**Activity**
From the entries below, return every line that includes the word "apply".

**Records shown**
-=-=-=-=-

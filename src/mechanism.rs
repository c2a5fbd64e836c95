use std::fmt::{Debug, Display, Formatter};
use std::sync::Arc;

use crate::error::{ArityError, ConfigError};
use crate::gate::Gate;

type MechanismFn = dyn Fn(&[bool]) -> bool + Send + Sync;

/// The update function of a node: a library gate or a user-supplied closure.
///
/// Custom mechanisms must be pure; they are called once per row of every
/// transition table built over the node.
#[derive(Clone)]
pub enum Mechanism {
    Gate(Gate),
    Custom { name: String, func: Arc<MechanismFn> },
}

// Constructors
impl Mechanism {
    pub fn custom(name: impl Into<String>, func: impl Fn(&[bool]) -> bool + Send + Sync + 'static) -> Self {
        Mechanism::Custom {
            name: name.into(),
            func: Arc::new(func),
        }
    }

    /// Resolves a gate name through the [`Gate`] registry.
    pub fn named(name: &str) -> Result<Self, ConfigError> {
        name.parse().map(Mechanism::Gate)
    }
}

impl Mechanism {
    pub fn name(&self) -> String {
        match self {
            Mechanism::Gate(gate) => gate.to_string(),
            Mechanism::Custom { name, .. } => name.clone(),
        }
    }

    pub fn check_arity(&self, num_inputs: usize) -> Result<(), ArityError> {
        match self {
            Mechanism::Gate(gate) => gate.check_arity(num_inputs),
            Mechanism::Custom { .. } => Ok(()),
        }
    }

    pub fn evaluate(&self, inputs: &[bool]) -> Result<bool, ArityError> {
        self.check_arity(inputs.len())?;
        Ok(self.apply(inputs))
    }

    pub(crate) fn apply(&self, inputs: &[bool]) -> bool {
        match self {
            Mechanism::Gate(gate) => gate.apply(inputs),
            Mechanism::Custom { func, .. } => func(inputs),
        }
    }
}

impl From<Gate> for Mechanism {
    fn from(gate: Gate) -> Self {
        Mechanism::Gate(gate)
    }
}

impl Display for Mechanism {
    fn fmt(&self, f: &mut Formatter<'_>) -> std::fmt::Result {
        match self {
            Mechanism::Gate(gate) => Display::fmt(gate, f),
            Mechanism::Custom { name, .. } => write!(f, "{}", name),
        }
    }
}

impl Debug for Mechanism {
    fn fmt(&self, f: &mut Formatter<'_>) -> std::fmt::Result {
        match self {
            Mechanism::Gate(gate) => f.debug_tuple("Gate").field(gate).finish(),
            Mechanism::Custom { name, .. } => f.debug_struct("Custom").field("name", name).finish_non_exhaustive(),
        }
    }
}

/// How a node configuration names its mechanism.
#[derive(Debug, Clone)]
pub enum MechanismSpec {
    Named(String),
    Direct(Mechanism),
}

impl MechanismSpec {
    pub fn resolve(self) -> Result<Mechanism, ConfigError> {
        match self {
            MechanismSpec::Named(name) => Mechanism::named(&name),
            MechanismSpec::Direct(mechanism) => Ok(mechanism),
        }
    }
}

impl From<&str> for MechanismSpec {
    fn from(name: &str) -> Self {
        MechanismSpec::Named(name.to_string())
    }
}

impl From<String> for MechanismSpec {
    fn from(name: String) -> Self {
        MechanismSpec::Named(name)
    }
}

impl From<Gate> for MechanismSpec {
    fn from(gate: Gate) -> Self {
        MechanismSpec::Direct(Mechanism::Gate(gate))
    }
}

impl From<Mechanism> for MechanismSpec {
    fn from(mechanism: Mechanism) -> Self {
        MechanismSpec::Direct(mechanism)
    }
}

#[cfg(test)]
mod tests {
    use super::*;

    use test_log::test;

    #[test]
    fn test_named() {
        let m = Mechanism::named("XOR").unwrap();
        assert_eq!(m.name(), "XOR");
        assert_eq!(m.evaluate(&[true, false, true]), Ok(false));
        assert!(Mechanism::named("xor").is_err());
    }

    #[test]
    fn test_custom() {
        let m = Mechanism::custom("FIRST", |xs| xs.first().copied().unwrap_or(false));
        assert_eq!(m.to_string(), "FIRST");
        assert_eq!(m.evaluate(&[true, false]), Ok(true));
        assert_eq!(m.evaluate(&[]), Ok(false));
    }

    #[test]
    fn test_single_input_gate() {
        let m = Mechanism::from(Gate::Not);
        assert!(m.check_arity(1).is_ok());
        assert!(m.check_arity(2).is_err());
    }

    #[test]
    fn test_spec_resolve() {
        let spec = MechanismSpec::from("OR");
        assert_eq!(spec.resolve().unwrap().name(), "OR");
        let spec = MechanismSpec::from("BOGUS");
        assert_eq!(spec.resolve().unwrap_err(), ConfigError::UnknownGate("BOGUS".to_string()));
    }
}
//! Single-node cut analysis.
//!
//! Cutting a node severs either all of its outgoing edges or all of its
//! incoming edges. The information a cut destroys is estimated locally: for
//! every node `c` in the neighborhood of the cut node, the mechanism `c` is
//! evaluated by the oracle inside the Markov blanket of `c`, three times:
//!
//! ```text
//! phi_uncut   no cut
//! phi_out     outgoing edges of the cut node severed
//! phi_in      incoming edges of the cut node severed
//! ```
//!
//! The cheaper of the two directions is assumed, so
//! `destroyed(c) = phi_uncut - max(phi_out, phi_in)`. Candidates with
//! `destroyed(c) <= 0` are unaffected. The node whose cut destroys the least
//! in total approximates the minimum information partition.
//!
//! ```
//! use bnet_rs::analysis::CutAnalysis;
//! use bnet_rs::network::{Network, NodeConfig};
//! use bnet_rs::oracle::FnOracle;
//! use bnet_rs::state::State;
//! use bnet_rs::subsystem::Subsystem;
//!
//! let net = Network::build([
//!     NodeConfig::new("A", "COPY", ["B"]),
//!     NodeConfig::new("B", "COPY", ["A"]),
//!     NodeConfig::inputless("C", "NULL"),
//! ])
//! .unwrap();
//! let sub = Subsystem::new(net, State::from([1, 0, 0])).unwrap();
//!
//! // Toy oracle: a mechanism needs both a cause and an effect.
//! let oracle = FnOracle::new(|q| {
//!     let cm = q.cut_connectivity();
//!     let m = q.mechanism[0];
//!     let fan_in = (0..cm.size()).filter(|&i| cm.get(i, m)).count();
//!     let fan_out = (0..cm.size()).filter(|&j| cm.get(m, j)).count();
//!     Ok(fan_in.min(fan_out) as f64)
//! });
//!
//! let analysis = CutAnalysis::new(&sub, oracle);
//! assert_eq!(analysis.analyze_cut("A").unwrap().total_destroyed, 2.0);
//! let mip = analysis.minimum_cut().unwrap().unwrap();
//! assert_eq!(mip.node, "C");
//! assert_eq!(mip.total_destroyed, 0.0);
//! ```

use log::debug;

use crate::codec::Convention;
use crate::connectivity::ConnectivityMatrix;
use crate::cut::{CutDirection, DirectedCut};
use crate::error::{Error, OracleError};
use crate::oracle::{InformationOracle, OracleQuery};
use crate::subsystem::Subsystem;
use crate::tpm::Tpm;

/// How per-candidate effects are combined into the total of a cut.
#[derive(Debug, Copy, Clone, Eq, PartialEq, Default)]
pub enum Aggregation {
    /// `Σ max(0, uncut - max(out, in))` over candidates.
    #[default]
    PerCandidate,
    /// `Σ uncut - max(Σ out, Σ in)`, without any floor.
    Cumulative,
}

/// Configuration for [`CutAnalysis`].
#[derive(Debug, Clone, Default)]
pub struct AnalysisConfig {
    /// Table convention handed to the oracle. Defaults to the oracle's own.
    pub convention: Option<Convention>,
    pub aggregation: Aggregation,
    /// Restrict first-order evaluations to the foreground nodes of each blanket.
    ///
    /// Cut evaluations always see the whole blanket.
    pub use_foreground: bool,
}

impl AnalysisConfig {
    pub fn with_convention(mut self, convention: Convention) -> Self {
        self.convention = Some(convention);
        self
    }

    pub fn with_aggregation(mut self, aggregation: Aggregation) -> Self {
        self.aggregation = aggregation;
        self
    }

    pub fn with_foreground(mut self, use_foreground: bool) -> Self {
        self.use_foreground = use_foreground;
        self
    }
}

/// Effect of cutting one node on one candidate mechanism.
#[derive(Debug, Clone, PartialEq)]
pub struct CandidateEffect {
    pub node: String,
    pub phi_uncut: f64,
    pub phi_out: f64,
    pub phi_in: f64,
    /// The oracle could not evaluate the candidate's blanket; it contributes nothing.
    pub degenerate: bool,
}

impl CandidateEffect {
    fn degenerate(node: String) -> Self {
        Self {
            node,
            phi_uncut: 0.0,
            phi_out: 0.0,
            phi_in: 0.0,
            degenerate: true,
        }
    }

    /// Information lost under the less damaging of the two directions.
    pub fn destroyed(&self) -> f64 {
        if self.degenerate {
            0.0
        } else {
            self.phi_uncut - self.phi_out.max(self.phi_in)
        }
    }

    pub fn is_affected(&self) -> bool {
        self.destroyed() > 0.0
    }
}

#[derive(Debug, Clone, PartialEq)]
pub struct CutReport {
    pub target: String,
    pub candidates: Vec<CandidateEffect>,
    pub total_destroyed: f64,
}

impl CutReport {
    pub fn affected(&self) -> impl Iterator<Item = &CandidateEffect> + '_ {
        self.candidates.iter().filter(|c| c.is_affected())
    }
}

#[derive(Debug, Clone, PartialEq)]
pub struct MinimumCut {
    pub node: String,
    pub total_destroyed: f64,
}

/// Tables and connectivity of a blanket, prepared once for its three queries.
struct Prepared {
    tpm: Tpm,
    connectivity: ConnectivityMatrix,
    nodes: Vec<usize>,
}

pub struct CutAnalysis<'a, O> {
    subsystem: &'a Subsystem,
    oracle: O,
    config: AnalysisConfig,
}

impl<'a, O: InformationOracle> CutAnalysis<'a, O> {
    pub fn new(subsystem: &'a Subsystem, oracle: O) -> Self {
        Self::with_config(subsystem, oracle, AnalysisConfig::default())
    }

    pub fn with_config(subsystem: &'a Subsystem, oracle: O, config: AnalysisConfig) -> Self {
        Self {
            subsystem,
            oracle,
            config,
        }
    }

    pub fn config(&self) -> &AnalysisConfig {
        &self.config
    }

    fn convention(&self) -> Convention {
        self.config.convention.unwrap_or_else(|| self.oracle.convention())
    }

    fn prepare(&self, blanket: &Subsystem, foreground_only: bool) -> Prepared {
        // Enumerated low-order-first, handed over in the oracle's convention.
        let tpm = blanket.tpm(Convention::LowFirst).to_convention(self.convention());
        let nodes = if foreground_only {
            blanket.foreground_indices()
        } else {
            (0..blanket.len()).collect()
        };
        Prepared {
            tpm,
            connectivity: blanket.connectivity_matrix(),
            nodes,
        }
    }

    /// Queries the oracle; `None` when the blanket is degenerate.
    fn query(
        &self,
        blanket: &Subsystem,
        prepared: &Prepared,
        mechanism: usize,
        cut: Option<&DirectedCut>,
    ) -> Result<Option<f64>, Error> {
        let query = OracleQuery {
            tpm: &prepared.tpm,
            connectivity: &prepared.connectivity,
            state: blanket.state(),
            nodes: &prepared.nodes,
            mechanism: &[mechanism],
            cut,
        };
        match self.oracle.phi(&query) {
            Ok(phi) => {
                debug!(
                    "phi({} in {:?}, cut = {:?}) = {}",
                    blanket.label(mechanism),
                    blanket.labels().collect::<Vec<_>>(),
                    cut,
                    phi
                );
                Ok(Some(phi))
            }
            Err(OracleError::Degenerate(msg)) => {
                debug!("degenerate blanket for {}: {}", blanket.label(mechanism), msg);
                Ok(None)
            }
            Err(e) if blanket.is_trivial() => {
                debug!("oracle failed on trivial blanket for {}: {}", blanket.label(mechanism), e);
                Ok(None)
            }
            Err(e) => Err(e.into()),
        }
    }

    /// Phi of a node's first-order mechanism, evaluated in its own Markov blanket.
    ///
    /// With [`AnalysisConfig::use_foreground`], background nodes have zero phi.
    pub fn node_phi(&self, label: &str) -> Result<f64, Error> {
        let blanket = self.subsystem.markov_blanket(label)?;
        let mechanism = blanket.index_of(label).ok_or_else(|| Error::UnknownNode(label.to_string()))?;
        if self.config.use_foreground && blanket.is_background(mechanism) {
            return Ok(0.0);
        }
        let prepared = self.prepare(&blanket, self.config.use_foreground);
        Ok(self.query(&blanket, &prepared, mechanism, None)?.unwrap_or(0.0))
    }

    /// [`node_phi`][Self::node_phi] for every node (only the foreground if configured).
    pub fn first_order_phis(&self) -> Result<Vec<(String, f64)>, Error> {
        let nodes = if self.config.use_foreground {
            self.subsystem.foreground_indices()
        } else {
            (0..self.subsystem.len()).collect()
        };
        nodes
            .into_iter()
            .map(|i| {
                let label = self.subsystem.label(i);
                Ok((label.to_string(), self.node_phi(label)?))
            })
            .collect()
    }

    /// Effects of cutting `target` on each node of its neighborhood, in node order.
    pub fn candidate_effects(&self, target: &str) -> Result<Vec<CandidateEffect>, Error> {
        let neighborhood = self.subsystem.neighborhood(target)?;
        let mut effects = Vec::with_capacity(neighborhood.len());

        for candidate in neighborhood.labels() {
            let blanket = self.subsystem.markov_blanket(candidate)?;
            let mechanism = blanket
                .index_of(candidate)
                .ok_or_else(|| Error::UnknownNode(candidate.to_string()))?;
            let cut_node = blanket
                .index_of(target)
                .ok_or_else(|| Error::UnknownNode(target.to_string()))?;
            let prepared = self.prepare(&blanket, false);

            let mut phis = [0.0; 3];
            let mut degenerate = false;
            for (phi, direction) in phis.iter_mut().zip(CutDirection::ALL) {
                let cut = direction.cut_of(cut_node, blanket.len());
                match self.query(&blanket, &prepared, mechanism, cut.as_ref())? {
                    Some(value) => *phi = value,
                    None => {
                        degenerate = true;
                        break;
                    }
                }
            }

            let effect = if degenerate {
                CandidateEffect::degenerate(candidate.to_string())
            } else {
                let [phi_uncut, phi_out, phi_in] = phis;
                CandidateEffect {
                    node: candidate.to_string(),
                    phi_uncut,
                    phi_out,
                    phi_in,
                    degenerate: false,
                }
            };
            debug!("cut {}: {} destroys {}", target, effect.node, effect.destroyed());
            effects.push(effect);
        }

        Ok(effects)
    }

    /// Total information destroyed by cutting `target`.
    pub fn analyze_cut(&self, target: &str) -> Result<CutReport, Error> {
        let candidates = self.candidate_effects(target)?;
        let total_destroyed = match self.config.aggregation {
            Aggregation::PerCandidate => candidates.iter().map(|c| c.destroyed()).filter(|&d| d > 0.0).sum(),
            Aggregation::Cumulative => {
                let live = || candidates.iter().filter(|c| !c.degenerate);
                let uncut: f64 = live().map(|c| c.phi_uncut).sum();
                let out: f64 = live().map(|c| c.phi_out).sum();
                let inc: f64 = live().map(|c| c.phi_in).sum();
                uncut - out.max(inc)
            }
        };
        debug!("analyze_cut({}) = {}", target, total_destroyed);
        Ok(CutReport {
            target: target.to_string(),
            candidates,
            total_destroyed,
        })
    }

    /// Reports for cutting every node, in node order.
    pub fn cut_reports(&self) -> Result<Vec<CutReport>, Error> {
        self.subsystem.labels().map(|label| self.analyze_cut(label)).collect()
    }

    /// The node whose cut destroys the least information.
    ///
    /// Ties go to the first node in node order. A NaN total never beats a
    /// number; it is only returned when every total is NaN. Returns `None` for
    /// an empty subsystem.
    pub fn minimum_cut(&self) -> Result<Option<MinimumCut>, Error> {
        let mut best: Option<MinimumCut> = None;
        for label in self.subsystem.labels() {
            let report = self.analyze_cut(label)?;
            if best.as_ref().map_or(true, |b| improves(report.total_destroyed, b.total_destroyed)) {
                best = Some(MinimumCut {
                    node: report.target,
                    total_destroyed: report.total_destroyed,
                });
            }
        }
        if let Some(best) = &best {
            debug!("minimum_cut = {} ({})", best.node, best.total_destroyed);
        }
        Ok(best)
    }
}

/// Whether `total` is a strictly better minimum than `best`.
fn improves(total: f64, best: f64) -> bool {
    match (total.is_nan(), best.is_nan()) {
        (false, true) => true,
        (true, _) => false,
        (false, false) => total < best,
    }
}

-=-=-=-=-

**Your solution**
        Ok(self.apply(inputs))
    pub(crate) fn apply(&self, inputs: &[bool]) -> bool {
            Mechanism::Gate(gate) => gate.apply(inputs),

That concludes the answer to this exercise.